Sitewell said he understood Day’s motive because he’d grown up with him. The congressman’s grandfather had “perished in a sand trap,” and his father had died of a coronary after hitting 19 balls into a pond.

An uproar followed. Country clubs vowed to fight the bill, constituents besieged their representatives, and editorials decried the measure, which Golf World called “as ominous a threat to golf as anything that has come along.”

But eventually it became clear that there was no such bill and readers saw the link between the purported congressman’s name and the date of Sitewell’s letter. It turned out that the whole thing had been a jape cooked up by Review editor and inveterate prankster Norman Cousins.

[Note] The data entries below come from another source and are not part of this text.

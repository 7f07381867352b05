use std::cell::Cell;

use super::TimeStorage;

/// Non atomic implementation of [`TimeStorage`]. This is intended for
/// single threaded scenarios and uses [`Cell`] internally.
#[derive(Debug)]
pub struct LocalStorage(Cell<i64>);

impl TimeStorage for LocalStorage {
    fn new(instant: i64) -> Self {
        Self(Cell::new(instant))
    }

    fn load(&self) -> i64 {
        self.0.get()
    }

    fn compare_exchange_weak(&self, current: i64, new: i64) -> Result<(), i64> {
        let actual = self.0.get();
        if actual != current {
            return Err(actual);
        }
        self.0.set(new);
        Ok(())
    }
}
//! Throttling hook for outbound request pipelines.
//!
//! An [`Interceptor`] sits in front of whatever actually sends a request. It
//! takes one token from a shared [`TokenBucket`] before the request goes out
//! and gives it back when the response reports that it was served from a
//! cache, since no real network call was made. Requests to hosts outside the
//! interceptor's scope pass through without touching the bucket.

use std::fmt::{Debug, Formatter};
#[cfg(feature = "async")]
use std::future::Future;
use std::sync::Arc;

use tracing::{debug, trace};

use crate::refill::{FixedIntervalRefillStrategy, RefillStrategy};
use crate::{Limit, TokenBucket};

/// Implemented by responses that know whether they came from a cache.
pub trait CacheStatus {
    /// `true` if serving this response did not cost a network round trip.
    fn served_from_cache(&self) -> bool;
}

impl<T: CacheStatus + ?Sized> CacheStatus for &T {
    fn served_from_cache(&self) -> bool {
        (**self).served_from_cache()
    }
}

/// Gates outbound requests on a shared [`TokenBucket`].
///
/// # Examples
///
/// ```rust
/// use std::num::NonZeroU32;
/// use tickbucket::intercept::{CacheStatus, Interceptor};
/// use tickbucket::Limit;
///
/// struct Response {
///     cached: bool,
/// }
///
/// impl CacheStatus for Response {
///     fn served_from_cache(&self) -> bool {
///         self.cached
///     }
/// }
///
/// let limit = Limit::per_second(NonZeroU32::new(40).unwrap());
/// let interceptor = Interceptor::from_limit(limit)
///     .unwrap()
///     .scoped_to("api.themoviedb.org");
///
/// let res: Result<Response, std::io::Error> =
///     interceptor.intercept("api.themoviedb.org", || Ok(Response { cached: true }));
/// assert!(res.is_ok());
/// // the cache hit was refunded
/// assert_eq!(40, interceptor.bucket().available());
/// ```
pub struct Interceptor<R = FixedIntervalRefillStrategy> {
    bucket: Arc<TokenBucket<R>>,
    host: Option<String>,
}

impl Interceptor {
    /// Creates a global interceptor over a fresh, full bucket holding
    /// `limit.permits()` tokens and refilled by the same amount every
    /// `limit.period()`.
    ///
    /// # Errors
    ///
    /// Propagates the [`ConfigError`](crate::ConfigError) returned by
    /// [`Builder::build`](crate::Builder::build).
    pub fn from_limit(limit: Limit) -> Result<Self, crate::ConfigError> {
        let permits = u64::from(limit.permits().get());
        let bucket = TokenBucket::builder()
            .capacity(permits)
            .initial_tokens(permits)
            .limit(limit)
            .build()?;
        Ok(Self::new(Arc::new(bucket)))
    }
}

impl<R: RefillStrategy> Interceptor<R> {
    /// Creates an interceptor that throttles requests to every host.
    pub fn new(bucket: Arc<TokenBucket<R>>) -> Self {
        Self { bucket, host: None }
    }

    /// Creates an interceptor that only throttles requests to `host`.
    pub fn for_host(bucket: Arc<TokenBucket<R>>, host: impl Into<String>) -> Self {
        Self::new(bucket).scoped_to(host)
    }

    /// Restricts this interceptor to requests for `host`.
    pub fn scoped_to(mut self, host: impl Into<String>) -> Self {
        self.host = Some(host.into());
        self
    }

    /// The bucket requests are charged against.
    pub fn bucket(&self) -> &Arc<TokenBucket<R>> {
        &self.bucket
    }

    /// The host this interceptor is restricted to, if any.
    pub fn host(&self) -> Option<&str> {
        self.host.as_deref()
    }

    /// Whether requests to `host` are throttled. Host names are compared
    /// ASCII case-insensitively.
    pub fn applies_to(&self, host: &str) -> bool {
        self.host
            .as_deref()
            .is_none_or(|scoped| scoped.eq_ignore_ascii_case(host))
    }

    /// Sends a request through the limiter, blocking the current thread until
    /// a token is available.
    ///
    /// `send` is called exactly once. Failed requests are passed through
    /// untouched and keep their token.
    ///
    /// # Errors
    ///
    /// Returns whatever error `send` returns.
    pub fn intercept<T, E, F>(&self, host: &str, send: F) -> Result<T, E>
    where
        T: CacheStatus,
        F: FnOnce() -> Result<T, E>,
    {
        if !self.applies_to(host) {
            trace!(host, "bypassing rate limiter");
            return send();
        }
        self.bucket.consume_one();
        let res = send();
        self.settle(host, &res);
        res
    }

    /// Sends a request through the limiter, suspending the calling task until
    /// a token is available.
    ///
    /// Dropping the returned future before `send` is called leaves the bucket
    /// untouched.
    ///
    /// # Errors
    ///
    /// Returns whatever error the future produced by `send` resolves to.
    #[cfg(feature = "async")]
    pub async fn intercept_async<T, E, F, Fut>(&self, host: &str, send: F) -> Result<T, E>
    where
        T: CacheStatus,
        F: FnOnce() -> Fut,
        Fut: Future<Output = Result<T, E>>,
    {
        if !self.applies_to(host) {
            trace!(host, "bypassing rate limiter");
            return send().await;
        }
        self.bucket.consume_one_async().await;
        let res = send().await;
        self.settle(host, &res);
        res
    }

    fn settle<T: CacheStatus, E>(&self, host: &str, res: &Result<T, E>) {
        if matches!(res, Ok(response) if response.served_from_cache()) {
            debug!(host, "response served from cache, refunding token");
            self.bucket.refill(1);
        }
    }
}

impl<R> Clone for Interceptor<R> {
    fn clone(&self) -> Self {
        Self {
            bucket: Arc::clone(&self.bucket),
            host: self.host.clone(),
        }
    }
}

impl<R> Debug for Interceptor<R> {
    fn fmt(&self, f: &mut Formatter<'_>) -> std::fmt::Result {
        f.debug_struct("Interceptor")
            .field("bucket", &self.bucket)
            .field("host", &self.host)
            .finish()
    }
}
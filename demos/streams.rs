use std::sync::Arc;
use std::time::Duration;

use futures::{StreamExt, stream};
use tickbucket::futures::RateLimitedStreamExt;
use tickbucket::{FastClock, TokenBucket};
use tokio::task::JoinSet;

#[tokio::main(flavor = "multi_thread")]
async fn main() {
    let clock = quanta::Clock::new();
    let _quanta_thread = quanta::Upkeep::new_with_clock(Duration::from_micros(150), clock.clone())
        .start()
        .unwrap();

    // ten streams share one budget of 5 items per second
    let bucket = Arc::new(
        TokenBucket::builder()
            .capacity(5)
            .fixed_interval_refill(5, Duration::from_secs(1))
            .clock(FastClock::new(clock))
            .build()
            .unwrap(),
    );

    let start = tokio::time::Instant::now();
    let mut handles = JoinSet::new();
    for i in 1..=10 {
        handles.spawn({
            let bucket = Arc::clone(&bucket);
            async move {
                let mut stream1 = std::pin::pin!(stream::iter(1..=3).rate_limit(bucket));
                while let Some(item) = stream1.next().await {
                    println!("[stream={i}] item: {}, elapsed={:?}", item, start.elapsed());
                }
            }
        });
    }

    handles.join_all().await;
    println!("Completed in {:?}", start.elapsed());
}
mod stream;
mod timer;

use std::sync::Arc;

pub use stream::RateLimitedStream;

use futures::Stream;

use crate::TokenBucket;
use crate::refill::RefillStrategy;

pub trait RateLimitedStreamExt<S, R>
where
    S: Stream,
    R: RefillStrategy,
{
    /// Throttles the stream so that every item costs one token from `bucket`.
    fn rate_limit(self, bucket: Arc<TokenBucket<R>>) -> RateLimitedStream<S, R>;
}

impl<S, R> RateLimitedStreamExt<S, R> for S
where
    S: Stream,
    R: RefillStrategy,
{
    fn rate_limit(self, bucket: Arc<TokenBucket<R>>) -> RateLimitedStream<S, R> {
        RateLimitedStream::new(self, bucket)
    }
}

“I wrote apologies to each subscriber who had been offended or angered,” Cousins wrote. “I begged my golfing friends, who threatened to have me barred from every course in the nation, to forgive me for my joke. I suffered enough every time I played, I told them, and penance was awaiting me on each tee.”

Kinship

That is a simple rule, and easy to remember. When I, a thoughtful and unblessed Presbyterian, examine the Koran, I know that beyond any question every Mohammedan is insane; not in all things, but in religious matters. When a thoughtful and unblessed Mohammedan examines the Westminster Catechism, he knows that beyond any question I am spiritually insane. I cannot prove to him that he is insane, because you never can prove anything to a lunatic — for that is a part of his insanity and the evidence of it. He cannot prove to me that I am insane, for my mind has the same defect that afflicts his. All Democrats are insane, but not one of them knows it; none but the Republicans and Mugwumps know it. All the Republicans are insane, but only the Democrats and Mugwumps can perceive it. The rule is perfect: in all matters of opinion our adversaries are insane.

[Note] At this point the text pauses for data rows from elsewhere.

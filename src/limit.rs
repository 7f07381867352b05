use std::num::NonZeroU32;
use std::time::Duration;

use crate::clock::duration_to_nanos;
use crate::error::ConfigError;

const SECONDS_PER_MINUTE: u64 = 60;
const SECONDS_PER_HOUR: u64 = 3600;

/// Configuration for a fixed-interval refill: `permits` tokens every `period`.
///
/// This is the `permits`/`period` pair an interceptor is configured with. The
/// period defaults to one second when built through [`Limit::per_second`].
///
/// # Examples
///
/// ```rust
/// use std::num::NonZeroU32;
/// use std::time::Duration;
/// use tickbucket::Limit;
///
/// // 40 requests every second
/// let limit = Limit::per_second(NonZeroU32::new(40).unwrap());
/// assert_eq!(limit.period(), Duration::from_secs(1));
///
/// // 5 requests every 250ms
/// let limit = Limit::new(NonZeroU32::new(5).unwrap(), Duration::from_millis(250)).unwrap();
/// assert_eq!(limit.period_nanos(), 250_000_000);
/// ```
#[derive(Clone, Copy, PartialEq, Eq)]
pub struct Limit {
    permits: NonZeroU32,
    period: Duration,
}

impl std::fmt::Debug for Limit {
    fn fmt(&self, f: &mut std::fmt::Formatter<'_>) -> std::fmt::Result {
        write!(f, "Limit(permits={}, period={:?})", self.permits, self.period)
    }
}

impl Limit {
    /// Creates a limit granting `permits` tokens every `period`.
    ///
    /// # Errors
    ///
    /// Returns [`ConfigError::ZeroPeriod`] for an empty period and
    /// [`ConfigError::PeriodOutOfRange`] when the period cannot be expressed
    /// in signed 64-bit nanoseconds.
    pub fn new(permits: NonZeroU32, period: Duration) -> Result<Self, ConfigError> {
        if period.is_zero() {
            return Err(ConfigError::ZeroPeriod);
        }
        if duration_to_nanos(period) == i64::MAX {
            return Err(ConfigError::PeriodOutOfRange);
        }
        Ok(Self { permits, period })
    }

    /// Creates a limit granting `permits` tokens every second.
    pub const fn per_second(permits: NonZeroU32) -> Self {
        Self {
            permits,
            period: Duration::from_secs(1),
        }
    }

    /// Creates a limit granting `permits` tokens every minute.
    ///
    /// ```rust
    /// use std::time::Duration;
    /// use tickbucket::Limit;
    /// use nonzero_ext::nonzero;
    ///
    /// let limit = Limit::per_minute(nonzero!(60u32));
    /// assert_eq!(limit.period(), Duration::from_secs(60));
    /// assert_eq!(limit.permits(), nonzero!(60u32));
    /// ```
    pub const fn per_minute(permits: NonZeroU32) -> Self {
        Self {
            permits,
            period: Duration::from_secs(SECONDS_PER_MINUTE),
        }
    }

    /// Creates a limit granting `permits` tokens every hour.
    pub const fn per_hour(permits: NonZeroU32) -> Self {
        Self {
            permits,
            period: Duration::from_secs(SECONDS_PER_HOUR),
        }
    }

    /// Tokens granted per period.
    pub const fn permits(&self) -> NonZeroU32 {
        self.permits
    }

    /// Length of one refill period.
    pub const fn period(&self) -> Duration {
        self.period
    }

    /// Length of one refill period in nanoseconds. Always positive.
    pub fn period_nanos(&self) -> i64 {
        duration_to_nanos(self.period)
    }
}
use std::fmt::{Debug, Formatter};
use std::sync::atomic::{AtomicI64, Ordering};

use likely_stable::LikelyResult;

use super::TimeStorage;

/// Atomic implementation of [`TimeStorage`]
pub struct AtomicStorage(AtomicI64);

impl TimeStorage for AtomicStorage {
    fn new(instant: i64) -> Self {
        Self(AtomicI64::new(instant))
    }

    fn load(&self) -> i64 {
        self.0.load(Ordering::Acquire)
    }

    fn compare_exchange_weak(&self, current: i64, new: i64) -> Result<(), i64> {
        self.0
            .compare_exchange_weak(current, new, Ordering::AcqRel, Ordering::Acquire)
            .map_likely(|_| ())
    }
}

impl Debug for AtomicStorage {
    fn fmt(&self, f: &mut Formatter<'_>) -> std::fmt::Result {
        Debug::fmt(&self.0.load(Ordering::Relaxed), f)
    }
}

#[cfg(test)]
mod tests {
    use super::*;

    #[test]
    fn compare_exchange_reports_actual_value() {
        let storage = AtomicStorage::new(-10);
        assert_eq!(-10, storage.load());
        assert_eq!(Err(-10), storage.compare_exchange_weak(0, 5));
        // weak exchanges may fail spuriously
        while storage.compare_exchange_weak(-10, 5).is_err() {}
        assert_eq!(5, storage.load());
    }
}
pub mod atomic;
pub mod local;

/// Storage policy for the instant a refill strategy last granted tokens.
///
/// Implementations can provide either atomic or non-atomic access to the
/// underlying instant depending on the desired level of concurrency.
pub trait TimeStorage {
    /// Create a new storage holding `instant` (nanoseconds on the strategy's clock).
    fn new(instant: i64) -> Self;
    /// Load the stored instant.
    fn load(&self) -> i64;
    /// Replace the stored instant with `new` if it still equals `current`.
    ///
    /// On failure the actually stored instant is returned. Spurious failures
    /// are allowed, callers are expected to retry in a loop.
    fn compare_exchange_weak(&self, current: i64, new: i64) -> Result<(), i64>;
}
//! Spotify catalog client.
//!
//! Authenticates with the client-credentials grant and searches tracks by
//! title and artist. The access token lives in an explicit [`Session`] that is
//! renewed shortly before it expires, so long batches keep working.

use base64::engine::general_purpose::STANDARD;
use base64::Engine;
use log::{debug, info};
use serde::Deserialize;
use std::io;
use std::time::{Duration, Instant};

use crate::config::Credentials;
use crate::models::{ArtworkCandidate, SearchTerms};

pub const TOKEN_URL: &str = "https://accounts.spotify.com/api/token";
pub const SEARCH_URL: &str = "https://api.spotify.com/v1/search";

/// Renew the token when it expires within this window.
const EXPIRY_MARGIN: Duration = Duration::from_secs(60);

/// Used when the token endpoint omits `expires_in`.
const DEFAULT_TOKEN_LIFETIME_SECS: u64 = 3600;

// ============================================================================
// Wire Models
// ============================================================================

#[derive(Debug, Deserialize)]
struct TokenResponse {
    access_token: String,
    #[serde(default = "default_lifetime")]
    expires_in: u64,
}

fn default_lifetime() -> u64 {
    DEFAULT_TOKEN_LIFETIME_SECS
}

#[derive(Debug, Default, Deserialize)]
pub struct SearchResponse {
    #[serde(default)]
    pub tracks: TrackPage,
}

#[derive(Debug, Default, Deserialize)]
pub struct TrackPage {
    #[serde(default)]
    pub items: Vec<TrackItem>,
}

#[derive(Debug, Default, Deserialize)]
pub struct TrackItem {
    #[serde(default)]
    pub name: String,
    #[serde(default)]
    pub album: AlbumObject,
    #[serde(default)]
    pub artists: Vec<ArtistObject>,
}

#[derive(Debug, Default, Deserialize)]
pub struct AlbumObject {
    #[serde(default)]
    pub name: String,
    #[serde(default)]
    pub images: Vec<ImageObject>,
}

#[derive(Debug, Default, Deserialize)]
pub struct ArtistObject {
    #[serde(default)]
    pub name: String,
}

/// Width and height may be null in catalog responses.
#[derive(Debug, Default, Deserialize)]
pub struct ImageObject {
    pub url: String,
    #[serde(default)]
    pub width: Option<u32>,
    #[serde(default)]
    pub height: Option<u32>,
}

impl From<&ImageObject> for ArtworkCandidate {
    fn from(image: &ImageObject) -> Self {
        ArtworkCandidate {
            url: image.url.clone(),
            width: image.width.unwrap_or(0),
            height: image.height.unwrap_or(0),
        }
    }
}

// ============================================================================
// Selection
// ============================================================================

/// Tallest candidate; the first one listed wins ties.
pub fn select_largest(candidates: &[ArtworkCandidate]) -> Option<&ArtworkCandidate> {
    // Not max_by_key: that returns the last of equal maxima.
    candidates.iter().fold(None, |best, candidate| match best {
        Some(b) if candidate.height <= b.height => Some(b),
        _ => Some(candidate),
    })
}

/// Best image of the top search match, if any.
pub fn best_artwork(response: &SearchResponse) -> Option<ArtworkCandidate> {
    let top = response.tracks.items.first()?;
    let candidates: Vec<ArtworkCandidate> = top.album.images.iter().map(Into::into).collect();
    select_largest(&candidates).cloned()
}

/// Field-filtered query text, e.g. `track:Song artist:Band`.
/// Reserved characters in the terms are passed through unchanged.
pub fn build_query(terms: &SearchTerms) -> String {
    format!("track:{} artist:{}", terms.title, terms.artist)
}

// ============================================================================
// Errors
// ============================================================================

#[derive(Debug, thiserror::Error)]
pub enum CatalogError {
    #[error("token request rejected with HTTP {status}: {body}")]
    AuthRejected { status: u16, body: String },

    #[error("search rejected with HTTP {status}: {body}")]
    SearchRejected { status: u16, body: String },

    #[error("catalog request failed: {0}")]
    Transport(Box<ureq::Transport>),

    #[error("could not decode {what} response: {source}")]
    Decode {
        what: &'static str,
        #[source]
        source: io::Error,
    },
}

impl CatalogError {
    fn from_ureq(error: ureq::Error, rejected: fn(u16, String) -> CatalogError) -> Self {
        match error {
            ureq::Error::Status(status, response) => {
                rejected(status, response.into_string().unwrap_or_default())
            }
            ureq::Error::Transport(transport) => CatalogError::Transport(Box::new(transport)),
        }
    }

    fn is_unauthorized(&self) -> bool {
        matches!(self, CatalogError::SearchRejected { status: 401, .. })
    }
}

// ============================================================================
// Session and Client
// ============================================================================

/// Bearer token with its expiry instant.
#[derive(Debug, Clone)]
pub struct Session {
    access_token: String,
    expires_at: Instant,
}

impl Session {
    pub fn new(access_token: String, lifetime: Duration, now: Instant) -> Self {
        Self {
            access_token,
            expires_at: now + lifetime,
        }
    }

    /// True once `now` is within [`EXPIRY_MARGIN`] of expiry.
    pub fn needs_refresh(&self, now: Instant) -> bool {
        now + EXPIRY_MARGIN >= self.expires_at
    }
}

/// Looks up cover artwork for a track.
pub trait ArtworkLocator {
    /// `Ok(None)` when the catalog has no match or the match has no images.
    fn locate(&mut self, terms: &SearchTerms) -> Result<Option<ArtworkCandidate>, CatalogError>;
}

pub struct SpotifyCatalog {
    agent: ureq::Agent,
    credentials: Credentials,
    token_url: String,
    search_url: String,
    session: Option<Session>,
}

impl SpotifyCatalog {
    /// Create a client for the public Spotify endpoints and authenticate immediately.
    pub fn connect(agent: ureq::Agent, credentials: Credentials) -> Result<Self, CatalogError> {
        Self::connect_to(agent, credentials, TOKEN_URL, SEARCH_URL)
    }

    /// Same as [`SpotifyCatalog::connect`] against explicit token and search URLs.
    pub fn connect_to(
        agent: ureq::Agent,
        credentials: Credentials,
        token_url: &str,
        search_url: &str,
    ) -> Result<Self, CatalogError> {
        let mut catalog = Self {
            agent,
            credentials,
            token_url: token_url.to_string(),
            search_url: search_url.to_string(),
            session: None,
        };
        catalog.authenticate()?;
        Ok(catalog)
    }

    fn authenticate(&mut self) -> Result<&Session, CatalogError> {
        let basic = STANDARD.encode(format!(
            "{}:{}",
            self.credentials.client_id, self.credentials.client_secret
        ));
        let response = self
            .agent
            .post(&self.token_url)
            .set("Authorization", &format!("Basic {basic}"))
            .send_form(&[("grant_type", "client_credentials")])
            .map_err(|e| CatalogError::from_ureq(e, |status, body| {
                CatalogError::AuthRejected { status, body }
            }))?;
        let token: TokenResponse = response
            .into_json()
            .map_err(|source| CatalogError::Decode { what: "token", source })?;

        info!("Authenticated with Spotify (token valid for {}s)", token.expires_in);
        let session = Session::new(
            token.access_token,
            Duration::from_secs(token.expires_in),
            Instant::now(),
        );
        Ok(&*self.session.insert(session))
    }

    fn access_token(&mut self) -> Result<String, CatalogError> {
        match &self.session {
            Some(session) if !session.needs_refresh(Instant::now()) => {
                Ok(session.access_token.clone())
            }
            _ => {
                debug!("Access token missing or about to expire, re-authenticating");
                Ok(self.authenticate()?.access_token.clone())
            }
        }
    }

    fn search(&mut self, query: &str) -> Result<SearchResponse, CatalogError> {
        let token = self.access_token()?;
        let response = self
            .agent
            .get(&self.search_url)
            .set("Authorization", &format!("Bearer {token}"))
            .query("q", query)
            .query("type", "track")
            .query("limit", "1")
            .call()
            .map_err(|e| CatalogError::from_ureq(e, |status, body| {
                CatalogError::SearchRejected { status, body }
            }))?;
        response
            .into_json()
            .map_err(|source| CatalogError::Decode { what: "search", source })
    }
}

impl ArtworkLocator for SpotifyCatalog {
    fn locate(&mut self, terms: &SearchTerms) -> Result<Option<ArtworkCandidate>, CatalogError> {
        let query = build_query(terms);
        debug!("Searching catalog: {}", query);

        let response = match self.search(&query) {
            Err(e) if e.is_unauthorized() => {
                debug!("Search unauthorized, retrying with a fresh token");
                self.session = None;
                self.search(&query)?
            }
            other => other?,
        };

        if let Some(top) = response.tracks.items.first() {
            let artists: Vec<&str> = top.artists.iter().map(|a| a.name.as_str()).collect();
            debug!(
                "Top match: '{}' by {} from '{}' ({} images)",
                top.name,
                artists.join(", "),
                top.album.name,
                top.album.images.len()
            );
        }

        let best = best_artwork(&response);
        if let Some(candidate) = &best {
            debug!(
                "Selected image {}x{}: {}",
                candidate.width, candidate.height, candidate.url
            );
        }
        Ok(best)
    }
}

— Mark Twain, Christian Science, 1907

Endless Love

Joe invents a time machine. He travels back in time and meets Emily, and they have a child, Bill. Bill grows up, meets Carol, and has a child, Joe. Joe grows up and invents a time machine, and so on.

Joe and Bill are each the other’s father and son, and each man is his own grandfather.

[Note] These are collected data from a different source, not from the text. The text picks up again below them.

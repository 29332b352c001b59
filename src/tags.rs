//! Tag reading backed by `lofty`.

use lofty::file::TaggedFileExt;
use lofty::prelude::Accessor;
use lofty::tag::Tag;
use std::path::Path;

use crate::models::TagTriple;

/// Reads the artist/album/title triple of an audio file.
pub trait TagReader {
    fn read(&self, path: &Path) -> Result<TagTriple, lofty::error::LoftyError>;
}

/// Primary tag first, then any other tag in the file.
#[derive(Debug, Default, Clone, Copy)]
pub struct LoftyTagReader;

impl TagReader for LoftyTagReader {
    fn read(&self, path: &Path) -> Result<TagTriple, lofty::error::LoftyError> {
        let tagged_file = lofty::read_from_path(path)?;
        let primary_tag = tagged_file.primary_tag();
        let tags = tagged_file.tags();

        Ok(TagTriple {
            artist: first_non_empty(primary_tag, tags, |tag| {
                tag.artist().map(|v| v.into_owned())
            }),
            album: first_non_empty(primary_tag, tags, |tag| tag.album().map(|v| v.into_owned())),
            title: first_non_empty(primary_tag, tags, |tag| tag.title().map(|v| v.into_owned())),
        })
    }
}

/// Values are trimmed; a whitespace-only value counts as missing.
fn first_non_empty<F>(primary_tag: Option<&Tag>, tags: &[Tag], extractor: F) -> String
where
    F: Fn(&Tag) -> Option<String>,
{
    primary_tag
        .into_iter()
        .chain(tags.iter())
        .filter_map(&extractor)
        .map(|value| value.trim().to_string())
        .find(|value| !value.is_empty())
        .unwrap_or_default()
}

From Dave Morice’s Alphabet Avenue, 1997. See “Proof That a Man Can Be His Own Grandfather” and Oedipus Wrecked. Robert Heinlein’s 1959 story “‘–All You Zombies–‘” is even more confusing.

Regrets

When Charles Dickens was editing Household Words, a young writer named Laman Blanchard submitted an interminable poem titled “Orient Pearls at Random Strung.”

Dickens mailed it back with a note: “Dear Blanchard, too much string — Yours, C.D.”

A Sharp

Antique dealer Leopoldo Franciolini (1844–1920) was so prolific in creating fraudulent musical instruments that scholars are still trying to sort out the confusion he left behind. The modern stewards of Frederick Stearns’ collection write:

In this case, we have an Alto Clarinet in F. … It is a composite instrument with four sections: two are leather-covered maple, … the barrel appears to have been purloined from a bass clarinet … the bell from an oboe. The mouthpiece appears to be re-purposed from a bass clarinet. … The simultaneous crudeness and creativity demonstrated in [Franciolini’s] catalogue is greatly entertaining. More troubling, however, is the shadow cast upon the flawed judgment of Frederick Stearns in his last years of collecting.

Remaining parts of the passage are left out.